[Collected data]
.....

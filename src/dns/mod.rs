//! Blocking name resolution over asynchronous backends.
//!
//! The native resolver protocol is callback-driven: a query is issued once
//! and answers trickle back, ending with a terminal status. [`Resolver`]
//! hides that behind a synchronous [`resolve`][Resolver::resolve] call,
//! parking the calling thread until each query completes.

pub use self::resolve::{code, Outcome, QuerySink, QueryType, RawRecord, Resolve, StaticResolver};

#[cfg(feature = "hickory-dns")]
pub use self::hickory::HickoryDnsResolver;

#[cfg(feature = "hickory-dns")]
mod hickory;
pub(crate) mod lookup;
pub(crate) mod resolve;

use std::collections::HashMap;
use std::fmt;
use std::sync::Arc;
use std::time::Duration;

use crate::addr::{AddrInfo, Family};

/// Timeout handed to backends when the builder does not override it.
const DEFAULT_TIMEOUT: Duration = Duration::from_secs(3);

/// A blocking hostname resolver.
///
/// Holds a backend and per-query settings; cheap to clone and share. See the
/// [module docs][self] for the resolution model.
#[derive(Clone)]
pub struct Resolver {
    backend: Arc<dyn Resolve>,
    timeout: Option<Duration>,
}

impl Resolver {
    /// A resolver over the default backend.
    ///
    /// # Panics
    ///
    /// Panics if the default backend cannot be constructed. Use
    /// [`Resolver::builder()`] to handle the failure.
    #[cfg(feature = "hickory-dns")]
    pub fn new() -> Resolver {
        ResolverBuilder::new().build().expect("Resolver::new()")
    }

    /// A builder for configuring the backend, overrides, and timeout.
    pub fn builder() -> ResolverBuilder {
        ResolverBuilder::new()
    }

    /// Resolves `host` into address records, blocking until done.
    ///
    /// With [`Family::Unspec`] an IPv4 query is issued first and an IPv6
    /// query is tried only if IPv4 produced no records. The caller-supplied
    /// `port` is attached verbatim to every returned record.
    ///
    /// Fails only when zero records were collected: either every issued query
    /// ended in an error (the last status code is surfaced), or the backend
    /// refused the query outright.
    pub fn resolve(&self, host: &str, port: u16, family: Family) -> crate::Result<Vec<AddrInfo>> {
        lookup::lookup(&*self.backend, host, port, family, self.timeout)
    }
}

#[cfg(feature = "hickory-dns")]
impl Default for Resolver {
    fn default() -> Resolver {
        Resolver::new()
    }
}

impl fmt::Debug for Resolver {
    fn fmt(&self, f: &mut fmt::Formatter) -> fmt::Result {
        f.debug_struct("Resolver")
            .field("timeout", &self.timeout)
            .finish()
    }
}

/// Configures a [`Resolver`].
#[must_use]
pub struct ResolverBuilder {
    backend: Option<Arc<dyn Resolve>>,
    overrides: HashMap<String, Vec<RawRecord>>,
    timeout: Option<Duration>,
}

impl ResolverBuilder {
    fn new() -> ResolverBuilder {
        ResolverBuilder {
            backend: None,
            overrides: HashMap::new(),
            timeout: Some(DEFAULT_TIMEOUT),
        }
    }

    /// Uses a custom backend instead of the default one.
    pub fn dns_backend(mut self, backend: impl Resolve + 'static) -> ResolverBuilder {
        self.backend = Some(Arc::new(backend));
        self
    }

    /// Answers queries for `host` from `record` instead of the backend.
    ///
    /// May be called repeatedly to pin several records to one host.
    pub fn resolve(mut self, host: &str, record: RawRecord) -> ResolverBuilder {
        self.overrides.entry(host.to_owned()).or_default().push(record);
        self
    }

    /// Per-query timeout forwarded to the backend. Default 3 seconds.
    pub fn timeout(mut self, timeout: Duration) -> ResolverBuilder {
        self.timeout = Some(timeout);
        self
    }

    /// Lets queries run as long as the backend allows.
    pub fn no_timeout(mut self) -> ResolverBuilder {
        self.timeout = None;
        self
    }

    /// Builds the resolver.
    ///
    /// Fails when no backend was configured and the crate was built without a
    /// default one.
    pub fn build(self) -> crate::Result<Resolver> {
        let backend = match self.backend {
            Some(backend) => backend,
            None => default_backend()?,
        };
        let backend: Arc<dyn Resolve> = if self.overrides.is_empty() {
            backend
        } else {
            Arc::new(resolve::OverriddenResolver::new(backend, self.overrides))
        };
        Ok(Resolver {
            backend,
            timeout: self.timeout,
        })
    }
}

impl fmt::Debug for ResolverBuilder {
    fn fmt(&self, f: &mut fmt::Formatter) -> fmt::Result {
        f.debug_struct("ResolverBuilder")
            .field("overrides", &self.overrides)
            .field("timeout", &self.timeout)
            .finish()
    }
}

#[cfg(feature = "hickory-dns")]
fn default_backend() -> crate::Result<Arc<dyn Resolve>> {
    Ok(Arc::new(HickoryDnsResolver::new()))
}

#[cfg(not(feature = "hickory-dns"))]
fn default_backend() -> crate::Result<Arc<dyn Resolve>> {
    Err(crate::error::builder(
        "no dns backend configured (enable the `hickory-dns` feature or supply one)",
    ))
}
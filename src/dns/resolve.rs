use std::collections::HashMap;
use std::net::IpAddr;
use std::sync::mpsc;
use std::sync::Arc;
use std::time::Duration;

use crate::addr::Family;

/// Opaque resolver status codes.
///
/// Backends that have no native numbering report these glibc-style `EAI`
/// values; the lookup layer passes whatever code it receives through without
/// reinterpreting it.
pub mod code {
    /// The hostname is not known.
    pub const EAI_NONAME: i32 = -2;
    /// Temporary failure; the query may succeed later.
    pub const EAI_AGAIN: i32 = -3;
    /// Non-recoverable resolver failure.
    pub const EAI_FAIL: i32 = -4;
    /// The host exists but has no records of the requested family.
    pub const EAI_NODATA: i32 = -5;
}

/// The record type a single query asks for.
#[derive(Debug, Clone, Copy, PartialEq, Eq)]
pub enum QueryType {
    /// IPv4 host addresses.
    A,
    /// IPv6 host addresses.
    Aaaa,
}

impl QueryType {
    /// The address family this query type produces.
    pub fn family(&self) -> Family {
        match self {
            QueryType::A => Family::V4,
            QueryType::Aaaa => Family::V6,
        }
    }

    fn matches(&self, ip: &IpAddr) -> bool {
        match self {
            QueryType::A => ip.is_ipv4(),
            QueryType::Aaaa => ip.is_ipv6(),
        }
    }
}

/// One raw address as delivered by a resolver backend.
#[derive(Debug, Clone, Copy, PartialEq, Eq)]
pub struct RawRecord {
    /// The resolved address.
    pub ip: IpAddr,
    /// IPv6 scope identifier; zero for IPv4 and unscoped addresses.
    pub scope_id: u32,
}

impl RawRecord {
    /// Builds a record with a zero scope.
    pub fn new(ip: impl Into<IpAddr>) -> RawRecord {
        RawRecord {
            ip: ip.into(),
            scope_id: 0,
        }
    }
}

/// Terminal status of a single query.
#[derive(Debug, Clone, Copy, PartialEq, Eq)]
pub enum Outcome {
    /// All records were delivered; zero records is still success.
    AllDone,
    /// The query failed with a native status code.
    Failed(i32),
}

pub(crate) enum Event {
    Record(RawRecord),
    Done(Outcome),
}

/// The delivery half of one query.
///
/// A backend calls [`address`][QuerySink::address] zero or more times and then
/// [`finish`][QuerySink::finish] exactly once, from whatever execution context
/// it runs on. Dropping the sink without finishing is reported to the waiting
/// caller as [`code::EAI_FAIL`].
#[derive(Debug)]
pub struct QuerySink {
    tx: mpsc::Sender<Event>,
}

impl QuerySink {
    /// Delivers one resolved record.
    pub fn address(&self, record: RawRecord) {
        let _ = self.tx.send(Event::Record(record));
    }

    /// Delivers the terminal status, consuming the sink.
    pub fn finish(self, outcome: Outcome) {
        let _ = self.tx.send(Event::Done(outcome));
    }
}

pub(crate) struct QueryEvents {
    rx: mpsc::Receiver<Event>,
}

impl QueryEvents {
    /// Blocks until the terminal event, collecting records in arrival order.
    ///
    /// The channel handoff orders the backend's writes before this returns.
    pub(crate) fn wait(self) -> (Vec<RawRecord>, Outcome) {
        let mut records = Vec::new();
        loop {
            match self.rx.recv() {
                Ok(Event::Record(record)) => records.push(record),
                Ok(Event::Done(outcome)) => return (records, outcome),
                // Sink dropped without a terminal status.
                Err(mpsc::RecvError) => return (records, Outcome::Failed(code::EAI_FAIL)),
            }
        }
    }
}

pub(crate) fn query_channel() -> (QuerySink, QueryEvents) {
    let (tx, rx) = mpsc::channel();
    (QuerySink { tx }, QueryEvents { rx })
}

/// Trait for pluggable resolver backends.
///
/// `query` issues exactly one asynchronous lookup and must not block on its
/// completion: records and the terminal status flow back through the sink,
/// possibly from another thread. The timeout is forwarded verbatim; enforcing
/// it is the backend's business. An `Err` return means the query could not be
/// issued at all and is surfaced to the caller immediately.
pub trait Resolve: Send + Sync {
    /// Issues a single query for `host`.
    fn query(
        &self,
        host: &str,
        qtype: QueryType,
        timeout: Option<Duration>,
        sink: QuerySink,
    ) -> crate::Result<()>;
}

/// A backend answering from a fixed host table.
///
/// Hosts answer with their matching-family records and an all-done status;
/// unknown hosts fail with [`code::EAI_NONAME`]. Useful for tests and for
/// embedders with a static address map.
#[derive(Debug, Default, Clone)]
pub struct StaticResolver {
    hosts: HashMap<String, Vec<RawRecord>>,
}

impl StaticResolver {
    /// An empty table.
    pub fn new() -> StaticResolver {
        StaticResolver::default()
    }

    /// Adds a record for `host`, keeping earlier ones.
    pub fn insert(&mut self, host: impl Into<String>, record: RawRecord) -> &mut StaticResolver {
        self.hosts.entry(host.into()).or_default().push(record);
        self
    }
}

impl Resolve for StaticResolver {
    fn query(
        &self,
        host: &str,
        qtype: QueryType,
        _timeout: Option<Duration>,
        sink: QuerySink,
    ) -> crate::Result<()> {
        match self.hosts.get(host) {
            Some(records) => answer_static(records, qtype, sink),
            None => sink.finish(Outcome::Failed(code::EAI_NONAME)),
        }
        Ok(())
    }
}

/// Delivers the matching-family subset of `records` and completes the query.
fn answer_static(records: &[RawRecord], qtype: QueryType, sink: QuerySink) {
    for record in records {
        if qtype.matches(&record.ip) {
            sink.address(*record);
        }
    }
    sink.finish(Outcome::AllDone);
}

/// Wraps a backend with a host override table consulted before every query.
pub(crate) struct OverriddenResolver {
    inner: Arc<dyn Resolve>,
    overrides: HashMap<String, Vec<RawRecord>>,
}

impl OverriddenResolver {
    pub(crate) fn new(
        inner: Arc<dyn Resolve>,
        overrides: HashMap<String, Vec<RawRecord>>,
    ) -> OverriddenResolver {
        OverriddenResolver { inner, overrides }
    }
}

impl Resolve for OverriddenResolver {
    fn query(
        &self,
        host: &str,
        qtype: QueryType,
        timeout: Option<Duration>,
        sink: QuerySink,
    ) -> crate::Result<()> {
        match self.overrides.get(host) {
            Some(records) => {
                answer_static(records, qtype, sink);
                Ok(())
            }
            None => self.inner.query(host, qtype, timeout, sink),
        }
    }
}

.....

Please go through the data above and copy each line containing the word "Panics".

-- Task solution --
    /// # Panics
    /// Panics if the default backend cannot be constructed. Use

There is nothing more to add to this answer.